▸ **TASK PROMPT**: For the data below, count the lines that have the string "DomainError" and state that number by itself.

(Dataset entries)
======
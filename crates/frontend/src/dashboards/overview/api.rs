use crate::shared::api_utils::api_url;
use contracts::dashboards::overview::ClinicStats;
use contracts::domain::appointment::{Appointment, UpdateStatusRequest};
use contracts::enums::AppointmentStatus;
use gloo_net::http::Request;

/// Fetch every appointment, newest first
pub async fn get_appointments() -> Result<Vec<Appointment>, String> {
    let url = api_url("/api/appointments");

    let response = Request::get(&url)
        .send()
        .await
        .map_err(|e| format!("Request failed: {}", e))?;

    if !response.ok() {
        return Err(format!("HTTP error: {}", response.status()));
    }

    let data: Vec<Appointment> = response
        .json()
        .await
        .map_err(|e| format!("Failed to parse response: {}", e))?;

    Ok(data)
}

/// Fetch the derived clinic counters
pub async fn get_stats() -> Result<ClinicStats, String> {
    let url = api_url("/api/stats");

    let response = Request::get(&url)
        .send()
        .await
        .map_err(|e| format!("Request failed: {}", e))?;

    if !response.ok() {
        return Err(format!("HTTP error: {}", response.status()));
    }

    let data: ClinicStats = response
        .json()
        .await
        .map_err(|e| format!("Failed to parse response: {}", e))?;

    Ok(data)
}

/// Move one appointment to a new workflow status
pub async fn update_status(id: &str, status: AppointmentStatus) -> Result<Appointment, String> {
    let url = api_url(&format!("/api/appointments/{}/status", id));

    let response = Request::patch(&url)
        .json(&UpdateStatusRequest { status })
        .map_err(|e| format!("Request failed: {}", e))?
        .send()
        .await
        .map_err(|e| format!("Request failed: {}", e))?;

    if !response.ok() {
        return Err(format!("HTTP error: {}", response.status()));
    }

    let data: Appointment = response
        .json()
        .await
        .map_err(|e| format!("Failed to parse response: {}", e))?;

    Ok(data)
}
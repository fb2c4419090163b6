use axum::extract::{Path, State};
use axum::Json;
use serde_json::json;

use contracts::domain::appointment::{
    Appointment, AppointmentId, BookAppointmentRequest, UpdateStatusRequest,
};
use contracts::domain::common::AggregateId;

use crate::domain::{appointment, DomainError};
use crate::shared::state::AppState;

/// GET /api/appointments
pub async fn list_all(State(state): State<AppState>) -> Json<Vec<Appointment>> {
    Json(appointment::service::list_all(&state.store).await)
}

/// POST /api/appointments
pub async fn create(
    State(state): State<AppState>,
    Json(request): Json<BookAppointmentRequest>,
) -> Result<Json<Appointment>, (axum::http::StatusCode, Json<serde_json::Value>)> {
    match appointment::service::create(&state.store, request).await {
        Ok(created) => Ok(Json(created)),
        Err(e @ DomainError::Validation(_)) => Err((
            axum::http::StatusCode::UNPROCESSABLE_ENTITY,
            Json(json!({"error": e.to_string()})),
        )),
        Err(e) => Err((
            axum::http::StatusCode::INTERNAL_SERVER_ERROR,
            Json(json!({"error": e.to_string()})),
        )),
    }
}

/// PATCH /api/appointments/:id/status
pub async fn update_status(
    State(state): State<AppState>,
    Path(id): Path<String>,
    Json(request): Json<UpdateStatusRequest>,
) -> Result<Json<Appointment>, axum::http::StatusCode> {
    let id = match AppointmentId::from_string(&id) {
        Ok(id) => id,
        Err(_) => return Err(axum::http::StatusCode::BAD_REQUEST),
    };
    match appointment::service::set_status(&state.store, id, request.status).await {
        Ok(updated) => Ok(Json(updated)),
        Err(DomainError::NotFound(_)) => Err(axum::http::StatusCode::NOT_FOUND),
        Err(_) => Err(axum::http::StatusCode::INTERNAL_SERVER_ERROR),
    }
}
======
▸ **RESPONSE BELOW**: 3